═══ Exercise data ═══

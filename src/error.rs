//! # Error Types
//!
//! This module defines all error types for the karaoke playback core.
//!
//! ## Error Types
//! - `LoadError` - The MIDI source could not be read or parsed
//! - `InvalidArgument` - A call was rejected (rate or seek time out of range)
//! - `AudioDeviceError` - The synthesis backend or audio clock is unavailable
//! - `SongDataError` - Malformed lyric/chord input, with line information
//! - `InvalidSongData` - A lyric/chord entry that cannot be placed on the timeline
//! - `ConfigError` - Unreadable or malformed player configuration
//!
//! Errors from the transport are also published on the `error` event, so the
//! enum is `Clone` and can travel inside an [`ErrorEvent`](crate::playback::ErrorEvent).
//!
//! ## Usage
//! ```rust
//! use kplay::PlayerError;
//!
//! let err = PlayerError::InvalidArgument("playback rate 3 is outside [0.5, 2.0]".to_string());
//! match err {
//!     PlayerError::InvalidArgument(message) => eprintln!("rejected: {}", message),
//!     other => eprintln!("Error: {}", other),
//! }
//! ```

use thiserror::Error;

#[derive(Error, Debug, Clone, PartialEq)]
pub enum PlayerError {
    /// The MIDI source could not be fetched or parsed.
    ///
    /// Fatal to the load call only; a previously loaded song stays intact.
    ///
    /// # Example
    /// ```
    /// # use kplay::PlayerError;
    /// let err = PlayerError::LoadError("unexpected end of file".to_string());
    /// assert_eq!(err.to_string(), "Failed to load MIDI: unexpected end of file");
    /// ```
    #[error("Failed to load MIDI: {0}")]
    LoadError(String),

    /// An argument was out of range. The call is rejected and state is unchanged.
    #[error("Invalid argument: {0}")]
    InvalidArgument(String),

    /// The audio backend is unavailable. Playback halts as if stopped.
    #[error("Audio device error: {0}")]
    AudioDeviceError(String),

    /// Lyric or chord data could not be parsed.
    ///
    /// # Example
    /// ```
    /// # use kplay::PlayerError;
    /// let err = PlayerError::SongDataError {
    ///     line: 3,
    ///     message: "chord entry has no name".to_string(),
    /// };
    /// assert_eq!(err.to_string(), "Song data error at line 3: chord entry has no name");
    /// ```
    #[error("Song data error at line {line}: {message}")]
    SongDataError { line: usize, message: String },

    /// Song data was well-formed but an entry is unusable (no text, no start,
    /// or a span that ends before it starts).
    #[error("Invalid song data: {0}")]
    InvalidSongData(String),

    #[error("Invalid configuration: {0}")]
    ConfigError(String),
}
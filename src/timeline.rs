//! Timeline index for lyric lines and chord spans
//!
//! A [`Timeline`] keeps intervals sorted by start time and answers "which item
//! is active at time t" under one of two [`LookupPolicy`] rules. A [`Tracker`]
//! remembers the previous answer so callers only redraw on change.

use serde::{Deserialize, Serialize};

/// A payload tagged with a `[start, end)` span in seconds.
#[derive(Debug, Clone, PartialEq, Serialize)]
#[serde(rename_all = "camelCase")]
pub struct Interval<T> {
    pub payload: T,
    pub start_seconds: f64,
    pub end_seconds: f64,
}

impl<T> Interval<T> {
    pub fn new(payload: T, start_seconds: f64, end_seconds: f64) -> Self {
        Self {
            payload,
            start_seconds,
            end_seconds,
        }
    }

    pub fn contains(&self, t: f64) -> bool {
        self.start_seconds <= t && t < self.end_seconds
    }
}

/// How an interval qualifies as active at time `t`.
#[derive(Debug, Clone, Copy, PartialEq, Eq, Serialize, Deserialize)]
#[serde(rename_all = "kebab-case")]
pub enum LookupPolicy {
    /// Active iff `start <= t < end`
    Bounded,
    /// Active iff `start <= t`; the end is ignored
    Monotonic,
}

#[derive(Debug, Clone, PartialEq)]
pub struct Timeline<T> {
    items: Vec<Interval<T>>,
}

impl<T> Default for Timeline<T> {
    fn default() -> Self {
        Self { items: Vec::new() }
    }
}

impl<T> Timeline<T> {
    /// Build a timeline. Items are stably sorted by start time, so entries
    /// sharing a start keep their input order.
    pub fn new(mut items: Vec<Interval<T>>) -> Self {
        items.sort_by(|a, b| a.start_seconds.total_cmp(&b.start_seconds));
        Self { items }
    }

    pub fn len(&self) -> usize {
        self.items.len()
    }

    pub fn is_empty(&self) -> bool {
        self.items.is_empty()
    }

    pub fn get(&self, index: usize) -> Option<&Interval<T>> {
        self.items.get(index)
    }

    pub fn iter(&self) -> impl Iterator<Item = &Interval<T>> {
        self.items.iter()
    }

    /// Index of the last interval (in sorted order) active at `t`.
    ///
    /// # Example
    /// ```
    /// use kplay::timeline::{Interval, LookupPolicy, Timeline};
    ///
    /// let timeline = Timeline::new(vec![
    ///     Interval::new("C", 0.0, 4.0),
    ///     Interval::new("G", 4.0, 8.0),
    /// ]);
    /// assert_eq!(timeline.active_index(3.9, LookupPolicy::Bounded), Some(0));
    /// assert_eq!(timeline.active_index(4.0, LookupPolicy::Bounded), Some(1));
    /// assert_eq!(timeline.active_index(8.0, LookupPolicy::Bounded), None);
    /// assert_eq!(timeline.active_index(8.0, LookupPolicy::Monotonic), Some(1));
    /// ```
    pub fn active_index(&self, t: f64, policy: LookupPolicy) -> Option<usize> {
        // Number of intervals that have started by t
        let started = self.items.partition_point(|item| item.start_seconds <= t);
        if started == 0 {
            return None;
        }
        match policy {
            LookupPolicy::Monotonic => Some(started - 1),
            LookupPolicy::Bounded => (0..started).rev().find(|&i| t < self.items[i].end_seconds),
        }
    }

    pub fn active(&self, t: f64, policy: LookupPolicy) -> Option<&Interval<T>> {
        self.active_index(t, policy).map(|i| &self.items[i])
    }
}

/// A change of the active item, as reported by [`Tracker::update`].
#[derive(Debug, Clone, Copy, PartialEq, Eq)]
pub struct Transition {
    pub previous: Option<usize>,
    pub current: Option<usize>,
}

/// Remembers the last active index and reports only changes.
#[derive(Debug, Clone, Copy, Default, PartialEq, Eq)]
pub struct Tracker {
    current: Option<usize>,
}

impl Tracker {
    pub fn current(&self) -> Option<usize> {
        self.current
    }

    pub fn update(&mut self, index: Option<usize>) -> Option<Transition> {
        if index == self.current {
            return None;
        }
        let previous = std::mem::replace(&mut self.current, index);
        Some(Transition {
            previous,
            current: index,
        })
    }

    pub fn reset(&mut self) -> Option<Transition> {
        self.update(None)
    }
}

#[cfg(test)]
mod tests {
    use super::*;
    use test_case::test_case;

    fn two_bars() -> Timeline<&'static str> {
        Timeline::new(vec![Interval::new("a", 0.0, 4.0), Interval::new("b", 4.0, 8.0)])
    }

    #[test_case(3.9, Some(0) ; "inside first")]
    #[test_case(4.0, Some(1) ; "boundary belongs to second")]
    #[test_case(8.0, None ; "end is exclusive")]
    #[test_case(-0.5, None ; "before first")]
    fn test_bounded_lookup(t: f64, expected: Option<usize>) {
        assert_eq!(two_bars().active_index(t, LookupPolicy::Bounded), expected);
    }

    #[test]
    fn test_monotonic_ignores_end() {
        let timeline = two_bars();
        assert_eq!(timeline.active_index(100.0, LookupPolicy::Monotonic), Some(1));
        assert_eq!(timeline.active_index(-1.0, LookupPolicy::Monotonic), None);
        assert_eq!(timeline.active_index(0.0, LookupPolicy::Monotonic), Some(0));
    }

    #[test]
    fn test_gap_between_intervals() {
        let timeline = Timeline::new(vec![Interval::new("a", 0.0, 2.0), Interval::new("b", 4.0, 6.0)]);
        assert_eq!(timeline.active_index(3.0, LookupPolicy::Bounded), None);
        assert_eq!(timeline.active_index(3.0, LookupPolicy::Monotonic), Some(0));
    }

    #[test]
    fn test_overlap_takes_last_match() {
        let timeline = Timeline::new(vec![
            Interval::new("long", 0.0, 10.0),
            Interval::new("short", 2.0, 3.0),
        ]);
        assert_eq!(timeline.active_index(2.5, LookupPolicy::Bounded), Some(1));
        // Once the later interval ends, the earlier one is active again
        assert_eq!(timeline.active_index(5.0, LookupPolicy::Bounded), Some(0));
    }

    #[test]
    fn test_sorts_unordered_input() {
        let timeline = Timeline::new(vec![Interval::new("b", 4.0, 8.0), Interval::new("a", 0.0, 4.0)]);
        assert_eq!(timeline.get(0).map(|i| i.payload), Some("a"));
        assert_eq!(timeline.active(5.0, LookupPolicy::Bounded).map(|i| i.payload), Some("b"));
    }

    #[test]
    fn test_empty_timeline() {
        let timeline: Timeline<String> = Timeline::default();
        assert!(timeline.is_empty());
        assert_eq!(timeline.active_index(1.0, LookupPolicy::Monotonic), None);
    }

    #[test]
    fn test_tracker_reports_only_changes() {
        let timeline = two_bars();
        let mut tracker = Tracker::default();

        let first = tracker.update(timeline.active_index(0.5, LookupPolicy::Bounded));
        assert_eq!(first, Some(Transition { previous: None, current: Some(0) }));
        assert_eq!(tracker.update(timeline.active_index(1.5, LookupPolicy::Bounded)), None);

        let second = tracker.update(timeline.active_index(4.5, LookupPolicy::Bounded));
        assert_eq!(second, Some(Transition { previous: Some(0), current: Some(1) }));

        assert!(tracker.reset().is_some());
        assert_eq!(tracker.reset(), None);
        assert_eq!(tracker.current(), None);
    }
}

═══

**Exercise details**
Beginning at the opening line of the data, transcribe each line exactly until you reach the line with "out of range)", which you also include, and go no further.

**Answer space**
filename src/error.rs
//! # Error Types
//!
//! This module defines all error types for the karaoke playback core.
//!
//! ## Error Types
//! - `LoadError` - The MIDI source could not be read or parsed
//! - `InvalidArgument` - A call was rejected (rate or seek time out of range)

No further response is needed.